Exploiting CELLULOSE SYNTHASE (CESA) class-specificity to probe cellulose microfibril biosynthesis

First author: Manoj Kumar; Affiliations: University of Manchester (曼彻斯特大学): Manchester, UK

Corresponding author: Simon R. Turner

Cellulose microfibrils (纤维素微纤丝) are the basic units of cellulose in plants. The structure of these microfibrils is at least partly determined by the structure of the cellulose synthase complex. In higher plants, this complex is composed of 18 to 24 catalytic subunits known as CELLULOSE SYNTHASE A (CESA) proteins. Three different classes of CESA proteins are required for cellulose synthesis and for secondary cell wall cellulose biosynthesis, which include CESA4, CESA7, and CESA8. To probe the relationship between CESA proteins and microfibril structure, we created mutant cesa proteins that lack catalytic activity but retain sufficient structural integrity to allow assembly of the cellulose synthase complex. Using a series of Arabidopsis mutants and genetic backgrounds, we found consistent differences in the ability of these mutant CESA proteins to complement the cellulose-deficient phenotype of the cesa null mutants.

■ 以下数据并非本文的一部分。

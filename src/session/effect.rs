//! Side-effect requests emitted by the controller.
//!
//! The controller never talks to a renderer directly. Each state change
//! yields an `EffectBatch` that the driver hands to the rendering side.
//! Delayed requests are wrapped in `Effect::Deferred` and run on the
//! renderer's own schedule; the game state they describe is already final
//! when they are emitted.

use std::time::Duration;

use serde::{Deserialize, Serialize};
use smallvec::SmallVec;

use crate::board::SurfaceSize;
use crate::core::{CardIndex, CardValue};
use crate::render::CardFace;

/// A request for the rendering collaborator.
#[derive(Clone, Debug, PartialEq, Eq, Serialize, Deserialize)]
pub enum Effect {
    /// Resize the play surface for a new board.
    RenderBoardSize {
        set_count: usize,
        surface: SurfaceSize,
    },

    /// Draw one card.
    RenderCard {
        index: CardIndex,
        value: CardValue,
        face: CardFace,
    },

    /// Update the turn counter display.
    RenderTurns(u32),

    /// Announce the end of the game.
    NotifyWin { set_count: usize, turns: u32 },

    /// Run `effect` after `delay`. Fire-and-forget: never cancelled.
    Deferred { delay: Duration, effect: Box<Effect> },
}

impl Effect {
    /// Draw a card with the given face.
    #[must_use]
    pub fn card(index: CardIndex, value: CardValue, face: CardFace) -> Self {
        Effect::RenderCard { index, value, face }
    }

    /// Wrap this effect so it runs after `delay`.
    #[must_use]
    pub fn after(self, delay: Duration) -> Self {
        Effect::Deferred {
            delay,
            effect: Box::new(self),
        }
    }

    /// True for `Deferred` effects.
    #[must_use]
    pub fn is_deferred(&self) -> bool {
        matches!(self, Effect::Deferred { .. })
    }
}

/// Effects produced by a single controller step, in emission order.
///
/// A pair resolution emits at most five effects, so these stay inline.
#[derive(Clone, Debug, Default, PartialEq, Eq)]
pub struct EffectBatch {
    effects: SmallVec<[Effect; 6]>,
}

impl EffectBatch {
    /// Create an empty batch.
    pub fn new() -> Self {
        Self::default()
    }

    /// Append an effect.
    pub fn push(&mut self, effect: Effect) {
        self.effects.push(effect);
    }

    #[must_use]
    pub fn len(&self) -> usize {
        self.effects.len()
    }

    #[must_use]
    pub fn is_empty(&self) -> bool {
        self.effects.is_empty()
    }

    /// Iterate over the effects in order.
    pub fn iter(&self) -> impl Iterator<Item = &Effect> {
        self.effects.iter()
    }
}

impl IntoIterator for EffectBatch {
    type Item = Effect;
    type IntoIter = smallvec::IntoIter<[Effect; 6]>;

    fn into_iter(self) -> Self::IntoIter {
        self.effects.into_iter()
    }
}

The best complementation was observed with catalytically inactive cesa4 while the equivalent mutation in cesa8 exhibited significantly lower levels of complementation. Using a variety of biophysical techniques, including ssNMR and FTIR, to study these mutant plants we found evidence for changes in cellulose microfibril structure, but these changes largely correlated with cellulose content and reflected differences in the relative proportion of primary and secondary cell walls. Our results suggest that individual CESA classes have similar roles in determining cellulose microfibril structure, and it is likely that the different effects of mutating members of different CESA classes is a consequence of their different catalytic activity and their influence on the overall rate of cellulose synthesis.

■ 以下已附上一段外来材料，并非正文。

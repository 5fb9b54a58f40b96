//! Allowlist HTML sanitization.
//!
//! Runs over everything the renderer produces, even though the renderer
//! already validated each value, and is a fixed point: cleaning cleaned
//! output changes nothing.

use std::borrow::Cow;
use std::collections::HashSet;
use std::sync::{Arc, LazyLock, Mutex, PoisonError};

use ammonia::Builder;

use crate::config::{FORBIDDEN_TAGS, RenderConfig};
use crate::validate;

const GENERIC_ATTRIBUTES: &[&str] = &["class", "style"];

const TAG_ATTRIBUTES: &[(&str, &[&str])] = &[
    ("a", &["href", "target", "rel", "class"]),
    ("img", &["src", "alt", "title", "style", "class", "width", "height"]),
    (
        "iframe",
        &["src", "width", "height", "frameborder", "allowfullscreen", "class", "style"],
    ),
];

/// Style properties kept by the sanitizer, and the check each value must pass.
const STYLE_PROPERTIES: &[(&str, StyleValue)] = &[
    ("color", StyleValue::Color),
    ("background-color", StyleValue::Color),
    ("width", StyleValue::Length),
    ("height", StyleValue::Length),
    ("max-width", StyleValue::Length),
    ("display", StyleValue::Display),
];

#[derive(Debug, Clone, Copy)]
enum StyleValue {
    Color,
    Length,
    Display,
}

impl StyleValue {
    fn check(self, value: &str) -> Option<Cow<'_, str>> {
        match self {
            StyleValue::Color => validate::css_color(value).ok().map(Cow::Borrowed),
            StyleValue::Length => validate::css_length(value).ok(),
            StyleValue::Display => validate::css_display(value).ok().map(Cow::Borrowed),
        }
    }
}

/// The attribute-level rules ammonia has no built-in notion of.
#[derive(Debug)]
struct AttributeRules {
    iframe_hosts: Vec<String>,
    link_targets: Vec<String>,
    link_rel: Vec<String>,
}

impl AttributeRules {
    fn filter<'u>(&self, element: &str, attribute: &str, value: &'u str) -> Option<Cow<'u, str>> {
        match (element, attribute) {
            (_, "style") => filter_style(value),
            ("iframe", "src") => validate::iframe_src(value, &self.iframe_hosts)
                .ok()
                .map(Cow::Borrowed),
            ("a", "target") => validate::link_target(value, &self.link_targets)
                .ok()
                .map(Cow::Borrowed),
            ("a", "rel") => validate::link_rel(value, &self.link_rel).ok().map(Cow::Owned),
            _ => Some(Cow::Borrowed(value)),
        }
    }
}

/// Keeps the allowlisted declarations of a `style` attribute, re-serialized
/// as `prop: value; prop: value`.
fn filter_style(style: &str) -> Option<Cow<'_, str>> {
    let mut kept = Vec::new();
    for declaration in style.split(';') {
        let Some((property, value)) = declaration.split_once(':') else {
            continue;
        };
        let property = property.trim().to_ascii_lowercase();
        let Some((name, rule)) = STYLE_PROPERTIES.iter().find(|(name, _)| *name == property)
        else {
            continue;
        };
        if let Some(value) = rule.check(value) {
            kept.push(format!("{name}: {value}"));
        }
    }

    if kept.is_empty() {
        None
    } else {
        let filtered = kept.join("; ");
        if filtered == style {
            Some(Cow::Borrowed(style))
        } else {
            Some(Cow::Owned(filtered))
        }
    }
}

#[derive(Debug, Clone)]
pub struct Sanitizer {
    builder: Arc<Builder<'static>>,
}

impl Sanitizer {
    pub fn new(config: &RenderConfig) -> Self {
        let rules = AttributeRules {
            iframe_hosts: config.iframe_hosts.clone(),
            link_targets: config.link_targets.clone(),
            link_rel: config.link_rel.clone(),
        };

        let mut builder = Builder::default();
        builder
            .add_tags(allowed_extra_tags(&config.extra_tags))
            .add_generic_attributes(GENERIC_ATTRIBUTES.iter().copied())
            .url_schemes(config.url_schemes.iter().map(|s| intern(s)).collect::<HashSet<_>>())
            // `rel` is ours to filter; ammonia refuses to allow it while it adds its own.
            .link_rel(None);
        for (tag, attributes) in TAG_ATTRIBUTES {
            builder.add_tag_attributes(*tag, attributes.iter().copied());
        }
        builder.attribute_filter(move |element, attribute, value| {
            rules.filter(element, attribute, value)
        });

        Self {
            builder: Arc::new(builder),
        }
    }

    pub fn clean(&self, html: &str) -> String {
        self.builder.clean(html).to_string()
    }
}

fn allowed_extra_tags(tags: &[String]) -> impl Iterator<Item = &'static str> + '_ {
    tags.iter().filter_map(|tag| {
        let tag = tag.to_ascii_lowercase();
        if FORBIDDEN_TAGS.contains(&tag.as_str()) {
            tracing::warn!(tag = %tag, "refusing to allow tag");
            None
        } else {
            Some(intern(&tag))
        }
    })
}

/// `Builder` only borrows tag and scheme names. Each distinct name is leaked
/// once and shared by every sanitizer after that.
fn intern(value: &str) -> &'static str {
    static INTERNED: LazyLock<Mutex<HashSet<&'static str>>> = LazyLock::new(Default::default);

    let mut interned = INTERNED.lock().unwrap_or_else(PoisonError::into_inner);
    if let Some(&existing) = interned.get(value) {
        return existing;
    }
    let leaked: &'static str = Box::leak(value.to_owned().into_boxed_str());
    interned.insert(leaked);
    leaked
}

纤维素微纤丝是植物纤维素的基本组成单位。纤维素合酶复合物的结构部分决定了这些微纤丝的结构。在高等植物中，纤维素合酶复合物由18到24的催化亚基组成，这些催化亚基就是纤维素合酶CESA蛋白。三个不同的纤维素合酶蛋白CESA4、CESA7和CESA8作用于纤维素合成和次生细胞壁纤维素的生物合成。为了研究CESA蛋白和微纤丝结构之间的关系，作者构建了cesa蛋白突变体，该突变体虽然缺失了催化活性，但仍保留了足够的结构完整性能够形成纤维素合酶复合物。利用一系列的拟南芥突变体和遗传背景，作者发现在这些CESA蛋白互补cesa无效突变体纤维素缺陷表型的能力存在连续的差异。其中，cesa4催化失活具有最好的互补表现，而cesa8的等效突变存在最低水平的互补表现。利用一些诸如ssNMR和FTIR等生物物理的工具，作者研究了这些突变体的表型，并鉴定了纤维素微纤丝结构的改变，但这些改变与纤维素含量相关，反应了初生和次生细胞壁相对比例的差异。本文的结果表明不同的CESA蛋白在决定纤维素微纤丝结构方面具有类似的作用，而不同CESA突变体的差异可能是其催化活性的不同以及对于纤维素合酶整体速率的影响不同所导致的。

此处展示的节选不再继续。